I hadn’t seen these films for many years, and with the image quality available at the time, never gave them much thought for study. I did note back then that the firehouse appearing in Blue Blazes (1936) was still standing at 37-22 29th St. (Museum of the Moving Image). But once I checked out Kino Lorber’s “Lost Keaton” Blu-ray release of Keaton’s 16 Educational shorts, I was excited to see so many Astoria locales and looked deeper.
As we’ll see, Keaton filmed three sequences from Blue Blazes on 34th Ave. that runs along the north end of the Astoria Studio. When Paramount closed the plant down it became available for independent productions during the 1930s such as Keaton’s shorts for Educational. At the start of WWII the US Army bought the studio, where it became the Signal Corps Photographic Center, and later the Army Pictorial Center, covering war efforts and producing training films. This 1955 aerial view looking north at the studio, with 34th Ave. at back, comes from Bob Perkins, host of the Army Pictorial Center website, that honors the people who worked there.
Keaton kicks off Blue Blazes with an amazing stunt (A) below, slipping off the back of a speeding fire engine, and sliding and rolling into a sitting position.
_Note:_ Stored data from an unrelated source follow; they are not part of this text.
//! Wikilink parsing and resolution for `[[path]]` and `[[path|label]]` syntax.

use crate::snapshot::FileSnapshot;

/// Extensions probed when a link omits one
pub const KNOWN_EXTENSIONS: &[&str] = &[".md", ".timestamps.json"];

/// Maximum number of near-miss files offered in a suggestion
pub const MAX_SUGGESTIONS: usize = 3;

/// A parsed wikilink
#[derive(Debug, Clone, PartialEq, Eq)]
pub struct WikiLink {
    pub path: String,
    pub label: Option<String>,
}

/// Parse a wikilink out of a field value
///
/// Accepts `[[path]]`, `[[path|label]]`, an embed `![[path]]`, or a bare
/// path. A `#fragment` on the path is dropped. Returns `None` for an empty
/// target or an unclosed `[[`.
///
/// # Example
///
/// ```
/// use coursemark_core::wikilinks::parse_wikilink;
///
/// let link = parse_wikilink("[[../Lenses/Alignment|the alignment lens]]").unwrap();
/// assert_eq!(link.path, "../Lenses/Alignment");
/// assert_eq!(link.label.as_deref(), Some("the alignment lens"));
/// ```
pub fn parse_wikilink(raw: &str) -> Option<WikiLink> {
    let raw = raw.trim();
    let inner = match raw.find("[[") {
        Some(start) => {
            let rest = &raw[start + 2..];
            let end = rest.find("]]")?;
            &rest[..end]
        }
        None => raw,
    };

    let (target, label) = match inner.split_once('|') {
        Some((target, label)) => (target.trim(), Some(label.trim().to_string())),
        None => (inner.trim(), None),
    };
    let target = target.split('#').next().unwrap_or("").trim();

    if target.is_empty() {
        return None;
    }

    Some(WikiLink {
        path: target.to_string(),
        label: label.filter(|l| !l.is_empty()),
    })
}

/// Resolve a link target against the file that contains it
///
/// Targets starting with `./` or `../` are relative to the source file's
/// directory; anything else is relative to the repository root. `.` and
/// `..` segments are collapsed; `..` past the root is dropped.
pub fn resolve_wikilink(target: &str, source_path: &str) -> String {
    let target = target.trim().replace('\\', "/");
    let relative = target.starts_with("./") || target.starts_with("../");

    let mut parts: Vec<&str> = Vec::new();
    if relative {
        if let Some((dir, _)) = source_path.rsplit_once('/') {
            parts.extend(dir.split('/').filter(|s| !s.is_empty()));
        }
    }

    for segment in target.split('/') {
        match segment {
            "" | "." => {}
            ".." => {
                parts.pop();
            }
            other => parts.push(other),
        }
    }

    parts.join("/")
}

/// Find the snapshot path a resolved link refers to
///
/// Probes the path verbatim, then with each known extension appended.
pub fn find_file_in_snapshot(resolved: &str, files: &FileSnapshot) -> Option<String> {
    if files.contains(resolved) {
        return Some(resolved.to_string());
    }
    KNOWN_EXTENSIONS
        .iter()
        .map(|ext| format!("{resolved}{ext}"))
        .find(|candidate| files.contains(candidate))
}

/// Edit distance above which a file is too different to suggest
pub fn suggestion_threshold(name: &str) -> usize {
    let len = name.chars().count();
    // ceil(0.4 * len) without floats
    3usize.min((len * 2).div_ceil(5))
}

/// File name without directory or document extension
pub fn file_stem(path: &str) -> &str {
    let name = path.rsplit('/').next().unwrap_or(path);
    KNOWN_EXTENSIONS
        .iter()
        .find_map(|ext| name.strip_suffix(ext))
        .unwrap_or(name)
}

/// Near-miss files for a link that did not resolve
///
/// Candidates are files under `expected_dir` (or the target's own directory
/// when none is given). A case-insensitive match on the whole path is always
/// offered first; otherwise file stems are ranked by Levenshtein distance and
/// kept when within [`suggestion_threshold`].
pub fn find_similar_files(
    resolved: &str,
    files: &FileSnapshot,
    expected_dir: Option<&str>,
) -> Vec<String> {
    let wanted_lower = resolved.to_lowercase();
    for ext in std::iter::once("").chain(KNOWN_EXTENSIONS.iter().copied()) {
        let probe = format!("{wanted_lower}{ext}");
        if let Some(path) = files.paths().find(|p| p.to_lowercase() == probe) {
            return vec![path.to_string()];
        }
    }

    let dir = match expected_dir {
        Some(dir) => dir.trim_end_matches('/').to_string(),
        None => resolved
            .rsplit_once('/')
            .map(|(d, _)| d.to_string())
            .unwrap_or_default(),
    };
    let prefix = if dir.is_empty() {
        String::new()
    } else {
        format!("{dir}/")
    };

    let stem = file_stem(resolved).to_lowercase();
    let threshold = suggestion_threshold(&stem);

    let mut scored: Vec<(usize, &str)> = files
        .paths()
        .filter(|p| p.starts_with(&prefix) && p.ends_with(".md"))
        .map(|p| (strsim::levenshtein(&stem, &file_stem(p).to_lowercase()), p))
        .filter(|(distance, _)| *distance <= threshold)
        .collect();
    scored.sort();
    scored
        .into_iter()
        .take(MAX_SUGGESTIONS)
        .map(|(_, p)| p.to_string())
        .collect()
}

/// Render near-miss files as a human suggestion
pub fn format_suggestion(candidates: &[String]) -> Option<String> {
    match candidates {
        [] => None,
        [one] => Some(format!("Did you mean: {one}?")),
        many => Some(format!("Did you mean one of: {}?", many.join(", "))),
    }
}

/// Outcome of looking up a link in the snapshot
#[derive(Debug, Clone, PartialEq, Eq)]
pub enum Resolution {
    Found(String),
    Missing {
        resolved: String,
        suggestion: Option<String>,
    },
}

/// Resolve a link target and search the snapshot for it
pub fn lookup(
    target: &str,
    source_path: &str,
    files: &FileSnapshot,
    expected_dir: Option<&str>,
) -> Resolution {
    let resolved = resolve_wikilink(target, source_path);
    match find_file_in_snapshot(&resolved, files) {
        Some(path) => Resolution::Found(path),
        None => {
            let candidates = find_similar_files(&resolved, files, expected_dir);
            Resolution::Missing {
                resolved,
                suggestion: format_suggestion(&candidates),
            }
        }
    }
}

#[cfg(test)]
mod tests {
    use super::*;

    fn snapshot(paths: &[&str]) -> FileSnapshot {
        paths.iter().map(|p| (*p, "")).collect()
    }

    #[test]
    fn test_parse_simple_and_labelled() {
        let link = parse_wikilink("[[../Lenses/Foo]]").unwrap();
        assert_eq!(link.path, "../Lenses/Foo");
        assert_eq!(link.label, None);

        let link = parse_wikilink("[[../Lenses/Foo|Foo lens]]").unwrap();
        assert_eq!(link.label.as_deref(), Some("Foo lens"));
    }

    #[test]
    fn test_parse_embed_fragment_and_bare() {
        assert_eq!(parse_wikilink("![[articles/a#Intro]]").unwrap().path, "articles/a");
        assert_eq!(parse_wikilink("modules/intro").unwrap().path, "modules/intro");
    }

    #[test]
    fn test_parse_rejects_empty_and_unclosed() {
        assert_eq!(parse_wikilink("[[]]"), None);
        assert_eq!(parse_wikilink("[[|label]]"), None);
        assert_eq!(parse_wikilink("[[../Lenses/Foo"), None);
    }

    #[test]
    fn test_resolve_relative_and_root() {
        assert_eq!(
            resolve_wikilink("../Lenses/Foo", "modules/intro.md"),
            "Lenses/Foo"
        );
        assert_eq!(
            resolve_wikilink("./Foo.md", "Lenses/group/a.md"),
            "Lenses/group/Foo.md"
        );
        assert_eq!(
            resolve_wikilink("../../articles/x", "Lenses/group/a.md"),
            "articles/x"
        );
        assert_eq!(resolve_wikilink("modules/intro", "courses/c.md"), "modules/intro");
        assert_eq!(resolve_wikilink("../../../x", "a/b.md"), "x");
    }

    #[test]
    fn test_find_file_probes_extensions() {
        let files = snapshot(&["Lenses/Foo.md", "video_transcripts/v.timestamps.json"]);
        assert_eq!(
            find_file_in_snapshot("Lenses/Foo", &files),
            Some("Lenses/Foo.md".to_string())
        );
        assert_eq!(
            find_file_in_snapshot("Lenses/Foo.md", &files),
            Some("Lenses/Foo.md".to_string())
        );
        assert_eq!(
            find_file_in_snapshot("video_transcripts/v", &files),
            Some("video_transcripts/v.timestamps.json".to_string())
        );
        assert_eq!(find_file_in_snapshot("Lenses/Bar", &files), None);
    }

    #[test]
    fn test_threshold() {
        assert_eq!(suggestion_threshold("ab"), 1);
        assert_eq!(suggestion_threshold("abcde"), 2);
        assert_eq!(suggestion_threshold("a-much-longer-name"), 3);
    }

    #[test]
    fn test_similar_files_ranked_within_expected_dir() {
        let files = snapshot(&[
            "Lenses/alignment.md",
            "Lenses/alignmnet-old.md",
            "Lenses/interpretability.md",
            "articles/alignment.md",
        ]);
        let similar = find_similar_files("Lenses/alignmet", &files, Some("Lenses"));
        assert_eq!(similar, vec!["Lenses/alignment.md"]);
    }

    #[test]
    fn test_similar_files_case_insensitive_path() {
        let files = snapshot(&["Lenses/Alignment.md"]);
        let similar = find_similar_files("lenses/alignment", &files, Some("Lenses"));
        assert_eq!(similar, vec!["Lenses/Alignment.md"]);
    }

    #[test]
    fn test_no_suggestion_for_unrelated_names() {
        let files = snapshot(&["Lenses/interpretability.md"]);
        assert!(find_similar_files("Lenses/ethics", &files, Some("Lenses")).is_empty());
    }

    #[test]
    fn test_lookup_missing_has_suggestion() {
        let files = snapshot(&["Lenses/does-not-exists.md"]);
        match lookup("../Lenses/does-not-exist.md", "modules/m.md", &files, Some("Lenses")) {
            Resolution::Missing {
                resolved,
                suggestion,
            } => {
                assert_eq!(resolved, "Lenses/does-not-exist.md");
                assert_eq!(
                    suggestion.as_deref(),
                    Some("Did you mean: Lenses/does-not-exists.md?")
                );
            }
            other => panic!("expected missing, got {other:?}"),
        }
    }

    #[test]
    fn test_format_suggestion() {
        assert_eq!(format_suggestion(&[]), None);
        assert_eq!(
            format_suggestion(&["a".into(), "b".into()]).as_deref(),
            Some("Did you mean one of: a, b?")
        );
    }
}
(A) The turn begins looking east down 34th Ave. from 37th St., with the doorways to 37-11 and 37-17 34th Ave. in the left background.
Completing the left turn on to 37th St., we see to the south the white square corners of 34-11 37th St., the entrance (yellow line) of the two story home 34-15 37th St., and then repeating patterns of four identical apartments further down the street. I’ll mention these buildings again during scene (B) below.
Buster filmed sequence (A) above, and two later scenes (B) and (C) further below, at 34th Ave. along 36th and 37th Streets, within a block of the studio facing 35th Ave. between 35th and 36th Streets. This aerial detail shows 34th Ave. at the north end of the studio.
(not local) Above, following Buster’s spill, the engine suddenly stops to reverse directions. This scene was not filmed adjacent to the studio, but beside a large apartment at 30-76 35th St. a few blocks due north of the studio which is also on 35th St.
Buster chases after his engine past the apartment at 30-76 35th St.
Buster grabs the passing engine, pulling him mid-air, reminiscent of his prior stunt in Day Dreams (1922), filmed along Santa Monica Blvd. a few blocks west of his studio.
(B) Returning close to the studio, the crew races south and makes a screeching left turn. As Buster hops off to hook up a hose to the corner hydrant, the engine continues without him.
(B) Buster’s fire truck traveled south down 36th St. past a trio of tall-short-tall homes that are still standing. The home to the right (32-79) with the side windows (box) faced a vacant lot both in 1936 and in this 2007 Google Street View photo. This home is now flanked by a modern two-story home.
(B) Continuing south down 36th St., the tree (circle) standing in front of the now lost home address 32-83 appears later in the film, at right, as the newspaper reporters snap Buster’s photo rescuing the fire chief’s daughters. The lost home’s front steps (red box) and the side of the house with windows now blocked by a modern home (yellow box) appear in the previous pair of images above. The inset view shows the reporters driving north up 36th St. from the corner of 34th Ave.
(B) Buster runs with the hose to the corner of 36th St. as his engine races east down 34th Ave. without him. The buildings to the upper right behind him are the same appearing in this prior scene (inset).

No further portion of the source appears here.